Total Time: 40 mins Preparation Time: 20 mins Cook Time: 20 mins

Ingredients

  • Servings: 10
  • 2 lbs red sweet potatoes, rinsed, patted dry, pierced all over with fork (yams)
  • 1 (12 ounce) container fresh ricotta cheese, drained in sieve 2 hours
  • 1 cup finely grated parmesan cheese (about 3 ounces)
  • 2 tablespoons packed golden brown sugar
  • 2 teaspoons salt
  • 2 tablespoons salt
  • 1/2 teaspoon fresh ground nutmeg
  • 2 3/4 cups about all-purpose flour
  • 1 cup unsalted butter
  • 6 tablespoons chopped fresh sage, plus
  • whole sage leaf (to garnish)

Recipe

  • 1 line large baking sheet with parchment paper. place sweet potatoes on plate; microwave on high until tender, about 5 minutes per side. cut in half and cool. scrape sweet potato flesh into medium bowl and mash; transfer 3 cups to large bowl. add ricotta cheese; blend well. add parmesan cheese, brown sugar, 2 teaspoons salt, and nutmeg; mash to blend. mix in flour, about 1/2 cup at a time, until soft dough forms.

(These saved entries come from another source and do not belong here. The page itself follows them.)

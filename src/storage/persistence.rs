//! JSON snapshot file I/O and crash recovery for songqueue

use crate::core::{Record, Result, StoreError};
use std::ffi::OsString;
use std::io::ErrorKind;
use std::path::{Path, PathBuf};
use tokio::fs;
use tokio::io::AsyncWriteExt;
use tracing::{debug, error, info, warn};

// ============================================================================
// Paths
// ============================================================================

/// `data.json` -> `data.json.tmp`, in the same directory.
pub fn temp_path_for(path: &Path) -> PathBuf {
    let mut name = OsString::from(path.as_os_str());
    name.push(".tmp");
    PathBuf::from(name)
}

// ============================================================================
// Encoding
// ============================================================================

pub fn encode_snapshot(records: &[Record]) -> Result<Vec<u8>> {
    let mut bytes = serde_json::to_vec_pretty(records)?;
    bytes.push(b'\n');
    Ok(bytes)
}

pub fn decode_snapshot(path: &Path, bytes: &[u8]) -> Result<Vec<Record>> {
    serde_json::from_slice(bytes).map_err(|source| StoreError::Corrupt {
        path: path.to_path_buf(),
        source,
    })
}

// ============================================================================
// Load / Save
// ============================================================================

/// A missing file is an empty table. Anything unreadable or unparseable is an error.
pub async fn load_snapshot(path: &Path) -> Result<Vec<Record>> {
    let bytes = match fs::read(path).await {
        Ok(bytes) => bytes,
        Err(err) if err.kind() == ErrorKind::NotFound => {
            debug!(path = %path.display(), "no snapshot on disk, starting empty");
            return Ok(Vec::new());
        }
        Err(err) => return Err(StoreError::io(path, err)),
    };
    decode_snapshot(path, &bytes)
}

/// Writes `bytes` to the temp sibling and renames it over `path`.
///
/// The rename is the only point where the canonical file changes. If the temp
/// write fails the canonical file is never touched.
pub async fn write_snapshot(path: &Path, bytes: &[u8], sync: bool) -> Result<()> {
    if let Some(parent) = path.parent()
        && !parent.as_os_str().is_empty()
    {
        fs::create_dir_all(parent)
            .await
            .map_err(|err| StoreError::io(parent, err))?;
    }

    let tmp = temp_path_for(path);
    if let Err(err) = write_temp(&tmp, bytes, sync).await {
        let _ = fs::remove_file(&tmp).await;
        return Err(err);
    }

    fs::rename(&tmp, path)
        .await
        .map_err(|err| StoreError::io(path, err))?;
    Ok(())
}

async fn write_temp(tmp: &Path, bytes: &[u8], sync: bool) -> Result<()> {
    let mut file = fs::File::create(tmp)
        .await
        .map_err(|err| StoreError::io(tmp, err))?;
    file.write_all(bytes)
        .await
        .map_err(|err| StoreError::io(tmp, err))?;
    file.flush().await.map_err(|err| StoreError::io(tmp, err))?;
    if sync {
        file.sync_all()
            .await
            .map_err(|err| StoreError::io(tmp, err))?;
    }
    Ok(())
}

// ============================================================================
// Recovery
// ============================================================================

#[derive(Debug, Clone, PartialEq, Eq)]
pub enum RecoveryOutcome {
    /// No temp sibling was present.
    Clean,
    /// The temp sibling held a complete snapshot and now is the canonical file.
    Promoted { bytes: Vec<u8> },
    /// The temp sibling was unreadable or torn; the canonical bytes were kept
    /// and the stale temp file discarded.
    FellBack { bytes: Vec<u8> },
    /// Neither file could be read. Both were left as found.
    Unrecoverable,
}

impl RecoveryOutcome {
    pub fn is_clean(&self) -> bool {
        matches!(self, Self::Clean)
    }

    pub fn describe(&self) -> &'static str {
        match self {
            Self::Clean => "no pending snapshot",
            Self::Promoted { .. } => "promoted pending snapshot",
            Self::FellBack { .. } => "kept canonical snapshot",
            Self::Unrecoverable => "no readable snapshot",
        }
    }
}

/// Reconciles an orphaned temp sibling with the canonical file.
///
/// A temp file is promoted only if it parses as a record array. One that
/// reads but does not parse is a torn write and is treated like an unreadable
/// one: the canonical file is kept byte for byte (it is not rewritten) and the
/// temp file is removed.
pub async fn recover_snapshot(path: &Path) -> Result<RecoveryOutcome> {
    let tmp = temp_path_for(path);
    let present = fs::try_exists(&tmp)
        .await
        .map_err(|err| StoreError::io(&tmp, err))?;
    if !present {
        debug!(path = %tmp.display(), "no pending snapshot");
        return Ok(RecoveryOutcome::Clean);
    }

    match fs::read(&tmp).await {
        Ok(bytes) => match decode_snapshot(&tmp, &bytes) {
            Ok(records) => {
                fs::rename(&tmp, path)
                    .await
                    .map_err(|err| StoreError::io(path, err))?;
                info!(
                    path = %path.display(),
                    records = records.len(),
                    "promoted pending snapshot"
                );
                return Ok(RecoveryOutcome::Promoted { bytes });
            }
            Err(err) => warn!(error = %err, "pending snapshot is torn, keeping canonical file"),
        },
        Err(err) => warn!(
            path = %tmp.display(),
            error = %err,
            "pending snapshot unreadable, keeping canonical file"
        ),
    }

    let bytes = match fs::read(path).await {
        Ok(bytes) => bytes,
        Err(err) => {
            error!(path = %path.display(), error = %err, "canonical snapshot unreadable");
            return Ok(RecoveryOutcome::Unrecoverable);
        }
    };

    if let Err(err) = fs::remove_file(&tmp).await {
        warn!(path = %tmp.display(), error = %err, "failed to discard stale snapshot");
    }
    Ok(RecoveryOutcome::FellBack { bytes })
}
//! Card design revisions and per-revision specification constants.
//!
//! Each revision of the AAMVA DL/ID card design standard fixes the PDF417
//! header bytes and the two-digit version number carried in the payload.
//! The table is pure data. Encoding tolerates revisions newer than the
//! ones documented here by falling back to the latest documented header
//! and version token; validation does not extend the same courtesy and
//! rejects them outright (see [`crate::validation`]).

use serde::{Deserialize, Serialize};

/// PDF417 header for cards issued under the 2005 design.
const AAMVA_2005_HEADER: &str = "@\n\x1e\nANSI 636000050002DL00410278ZA03200004DLDAQ";

/// PDF417 header for cards issued under the 2009 design.
const AAMVA_2009_HEADER: &str = "@\n\x1e\nANSI 636000090002DL00410278ZA03200004DLDAQ";

/// PDF417 header for cards issued under the 2010 design. Also the
/// fallback for every revision newer than 2010.
const AAMVA_2010_HEADER: &str = "@\n\x1e\nANSI 636000100002DL00410278ZA03200004DLDAQ";

/// A dated revision of the AAMVA DL/ID card design standard.
///
/// Ordering reflects chronological supersession. Revisions past
/// [`CardDesignRevision::LATEST_SUPPORTED`] are recognized by name so the
/// distinction between "known but unsupported" and the supported set stays
/// representable.
#[derive(
    Debug, Default, Clone, Copy, PartialEq, Eq, PartialOrd, Ord, Hash, Serialize, Deserialize,
)]
pub enum CardDesignRevision {
    Aamva2005,
    Aamva2009,
    Aamva2010,
    Aamva2012,
    #[default]
    Aamva2013,
    Aamva2016,
    Aamva2020,
}

impl CardDesignRevision {
    pub const COUNT: usize = 7;
    pub const LIST: [Self; Self::COUNT] = [
        Self::Aamva2005,
        Self::Aamva2009,
        Self::Aamva2010,
        Self::Aamva2012,
        Self::Aamva2013,
        Self::Aamva2016,
        Self::Aamva2020,
    ];

    /// Highest revision this implementation can fully validate.
    pub const LATEST_SUPPORTED: Self = Self::Aamva2013;

    /// Publication year of the standard.
    pub fn year(self) -> u16 {
        match self {
            Self::Aamva2005 => 2005,
            Self::Aamva2009 => 2009,
            Self::Aamva2010 => 2010,
            Self::Aamva2012 => 2012,
            Self::Aamva2013 => 2013,
            Self::Aamva2016 => 2016,
            Self::Aamva2020 => 2020,
        }
    }

    /// Whether the validation engine can certify records under this
    /// revision.
    pub fn is_supported(self) -> bool {
        self <= Self::LATEST_SUPPORTED
    }

    /// The documented PDF417 header bytes for this revision.
    ///
    /// Headers are documented through the 2010 design; later revisions
    /// fall back to the 2010 header.
    pub fn pdf417_header(self) -> &'static str {
        match self {
            Self::Aamva2005 => AAMVA_2005_HEADER,
            Self::Aamva2009 => AAMVA_2009_HEADER,
            _ => AAMVA_2010_HEADER,
        }
    }

    /// Two-digit AAMVA version number carried in the payload's `DCA`
    /// field. Revisions past the supported set fall back to `"10"`.
    pub fn version_token(self) -> &'static str {
        match self {
            Self::Aamva2005 => "05",
            Self::Aamva2009 => "09",
            Self::Aamva2010 => "10",
            Self::Aamva2012 => "12",
            Self::Aamva2013 => "13",
            _ => "10",
        }
    }
}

  • 2 turn dough out onto floured surface; divide into 6 equal pieces. rolling between palms and floured work surface, form each piece into 20-inch-long rope (about 1 inch in diameter), sprinkling with flour as needed if sticky. cut each rope into 20 pieces. roll each piece over tines of fork to indent. transfer to baking sheet.
  • 3 bring large pot of water to boil; add 2 tablespoons salt and return to boil. working in batches, boil gnocchi until tender, 5 to 6 minutes. transfer gnocchi to clean rimmed baking sheet. cool completely. (can be made 4 hours ahead. let stand at room temperature.).

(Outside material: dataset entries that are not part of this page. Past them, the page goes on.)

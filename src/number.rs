//! License/ID number generation.
//!
//! Numbers are jurisdiction-branded: a two-letter jurisdiction prefix, a
//! one-character document type indicator (`C` commercial, `D` otherwise),
//! the four-digit issuance year, six random digits, and a trailing check
//! digit. The random digits come from a cryptographically secure source
//! by default; reducing each byte modulo 10 skews the per-digit
//! distribution slightly, which is an accepted trade-off for an
//! identifier that is not a cryptographic primitive.
//!
//! Uniqueness is out of scope here. The issuing datastore is expected to
//! check each generated number against previously issued ones and request
//! another on collision before final issuance.

use chrono::{Datelike, Utc};
use rand::rngs::OsRng;
use rand::{CryptoRng, RngCore};

use crate::card::{IssuingCountry, Jurisdiction};

/// Length of the random numeric portion.
const RANDOM_DIGITS: usize = 6;

/// Mod-10 check digit over the ASCII code points of `value`.
///
/// This is the scheme jurisdictions inherit from the card-number format,
/// not a checksum documented by AAMVA; collaborators re-verifying issued
/// numbers should treat it accordingly.
pub fn check_digit(value: &str) -> u8 {
    (value.chars().map(|c| c as u32).sum::<u32>() % 10) as u8
}

/// Generates card numbers from a caller-chosen random source.
///
/// [`CardNumberGenerator::new`] draws from the operating system CSPRNG,
/// which is safe for concurrent use across threads. Injecting a seeded
/// source makes the output referentially transparent for a given seed and
/// issuance year.
#[derive(Debug, Clone)]
pub struct CardNumberGenerator<R = OsRng> {
    rng: R,
}

impl CardNumberGenerator<OsRng> {
    pub fn new() -> Self {
        Self { rng: OsRng }
    }
}

impl Default for CardNumberGenerator<OsRng> {
    fn default() -> Self {
        Self::new()
    }
}

impl<R: RngCore + CryptoRng> CardNumberGenerator<R> {
    pub fn with_rng(rng: R) -> Self {
        Self { rng }
    }

    /// Generate a license/ID number for the current UTC year.
    ///
    /// The issuing country is accepted for contract parity with the
    /// issuance workflow but does not contribute to the number; the
    /// prefix is jurisdictional.
    pub fn generate(
        &mut self,
        _country: IssuingCountry,
        jurisdiction: Jurisdiction,
        commercial: bool,
    ) -> String {
        let indicator = if commercial { 'C' } else { 'D' };
        let year = Utc::now().year();

        let mut number = format!("{}{}{}", jurisdiction.code(), indicator, year);

        let mut bytes = [0u8; RANDOM_DIGITS];
        self.rng.fill_bytes(&mut bytes);
        for byte in bytes {
            number.push(char::from(b'0' + byte % 10));
        }

        number.push(char::from(b'0' + check_digit(&number)));
        number
    }
}
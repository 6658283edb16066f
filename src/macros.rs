macro_rules! data_element_registry {
	($(#[$enum_meta:meta])* $vis:vis enum $enum_id:ident { $($(#[$meta:meta])* $id:ident : $code:literal => $desc:literal),* $(,)? }) => {
		$(#[$enum_meta])*
		#[derive(Debug, Clone, Copy, PartialEq, Eq, PartialOrd, Ord, Hash, serde::Serialize, serde::Deserialize)]
		$vis enum $enum_id {
			$($(#[$meta])* $id),*
		}

		impl $enum_id {
			pub const COUNT: usize = $crate::macros::data_element_registry!(@count $($id,)*);
			pub const LIST: [Self; Self::COUNT] = [$(Self::$id),*];

			pub fn from_code(code: &str) -> Option<Self> {
				match code {
					$($code => Some(Self::$id),)*
					_ => None
				}
			}

			pub fn code(&self) -> &'static str {
				match self {
					$(Self::$id => $code),*
				}
			}

			pub fn description(&self) -> &'static str {
				match self {
					$(Self::$id => $desc),*
				}
			}
		}

		impl std::fmt::Display for $enum_id {
			fn fmt(&self, f: &mut std::fmt::Formatter<'_>) -> std::fmt::Result {
				f.write_str(self.code())
			}
		}
	};
	(@count $a:ident, $($rest:ident,)*) => {
		1usize + $crate::macros::data_element_registry!(@count $($rest,)*)
	};
	(@count) => {
		0usize
	}
}

/// Enums whose variant names are their wire codes (jurisdictions, country
/// identifiers, physical descriptor vocabularies). Serde serializes the
/// variant name, which is exactly the code.
macro_rules! coded_enum {
	($(#[$enum_meta:meta])* $vis:vis enum $enum_id:ident { $($(#[$meta:meta])* $id:ident),* $(,)? }) => {
		$(#[$enum_meta])*
		#[derive(Debug, Clone, Copy, PartialEq, Eq, PartialOrd, Ord, Hash, serde::Serialize, serde::Deserialize)]
		$vis enum $enum_id {
			$($(#[$meta])* $id),*
		}

		impl $enum_id {
			pub const COUNT: usize = $crate::macros::coded_enum!(@count $($id,)*);
			pub const LIST: [Self; Self::COUNT] = [$(Self::$id),*];

			pub fn from_code(code: &str) -> Option<Self> {
				$(
					if code == stringify!($id) {
						return Some(Self::$id);
					}
				)*

				None
			}

			pub fn code(&self) -> &'static str {
				match self {
					$(Self::$id => stringify!($id)),*
				}
			}
		}

		impl std::fmt::Display for $enum_id {
			fn fmt(&self, f: &mut std::fmt::Formatter<'_>) -> std::fmt::Result {
				f.write_str(self.code())
			}
		}
	};
	(@count $a:ident, $($rest:ident,)*) => {
		1usize + $crate::macros::coded_enum!(@count $($rest,)*)
	};
	(@count) => {
		0usize
	}
}

pub(crate) use coded_enum;
pub(crate) use data_element_registry;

  • 4 preheat oven to 300°f melt butter in heavy large saucepan over medium-high heat. cook until butter solids are brown and have toasty aroma, swirling pan occasionally, about 5 minutes.

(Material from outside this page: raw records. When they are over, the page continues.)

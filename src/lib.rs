//! Encoding and validation of AAMVA DL/ID card data for PDF417 barcodes,
//! following the [AAMVA DL/ID card design standard][aamva].
//!
//! [aamva]: <https://www.aamva.org/assets/best-practices,-guides,-standards,-manuals,-whitepapers/aamva-dl-id-card-design-standard-(2020)>
//!
//! The crate is a pure library: it owns no I/O, storage, or barcode
//! rasterization. An issuance workflow populates a card record, brands it
//! with a generated number, validates it, and hands the encoded payload
//! to a PDF417 imaging library:
//!
//! ```
//! use aamva_dlid::{
//!     encode_driver_license, validate_driver_license, CardNumberGenerator, DriverLicenseCard,
//!     IssuingCountry, Jurisdiction, NaiveDate,
//! };
//!
//! let mut card = DriverLicenseCard::new(IssuingCountry::USA, Jurisdiction::CA);
//! card.core.family_name = "DOE".to_owned();
//! card.core.given_name = "JOHN".to_owned();
//! card.core.street_address = "123 MAIN ST".to_owned();
//! card.core.city = "LOS ANGELES".to_owned();
//! card.core.postal_code = "90210".to_owned();
//! card.core.date_of_birth = NaiveDate::from_ymd_opt(1990, 1, 1);
//! card.core.issue_date = NaiveDate::from_ymd_opt(2020, 1, 1);
//! card.core.expiration_date = NaiveDate::from_ymd_opt(2025, 1, 1);
//! card.core.height_inches = 70;
//! card.core.document_discriminator = "1234567890".to_owned();
//! card.license_class = "C".to_owned();
//!
//! let mut generator = CardNumberGenerator::new();
//! let number = generator.generate(IssuingCountry::USA, Jurisdiction::CA, card.is_commercial);
//! card.core.assign_card_number(number);
//!
//! validate_driver_license(&card)?;
//! let payload = encode_driver_license(&card);
//! assert!(payload.as_str().starts_with("@\n\x1e\nANSI "));
//! # Ok::<(), aamva_dlid::ValidationError>(())
//! ```

pub use chrono::NaiveDate;

pub(crate) mod macros;

pub mod card;
pub mod encode;
pub mod number;
pub mod registry;
pub mod revision;
pub mod validation;

pub use card::{
    CardCore, CommercialDriverLicense, DriverLicenseCard, EyeColor, HairColor, IdentificationCard,
    IssuingCountry, Jurisdiction, Sex,
};
pub use encode::{encode_driver_license, encode_identification_card, EncodedPayload};
pub use number::{check_digit, CardNumberGenerator};
pub use registry::DataElement;
pub use revision::CardDesignRevision;
pub use validation::{
    validate_commercial_driver_license, validate_driver_license, validate_identification_card,
    ValidationError,
};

  • 5 add chopped sage (mixture will bubble up). turn off heat. season sage butter generously with salt and pepper.
  • 6 transfer half of sage butter to large skillet set over medium-high heat. add half of gnocchi. sauté until gnocchi are heated through, about 6 minutes.
  • 7 empty skillet onto rimmed baking sheet; place in oven to keep warm. repeat with remaining sage butter and gnocchi.
  • 8 divide gnocchi and sauce among shallow bowls. garnish with sage leaves.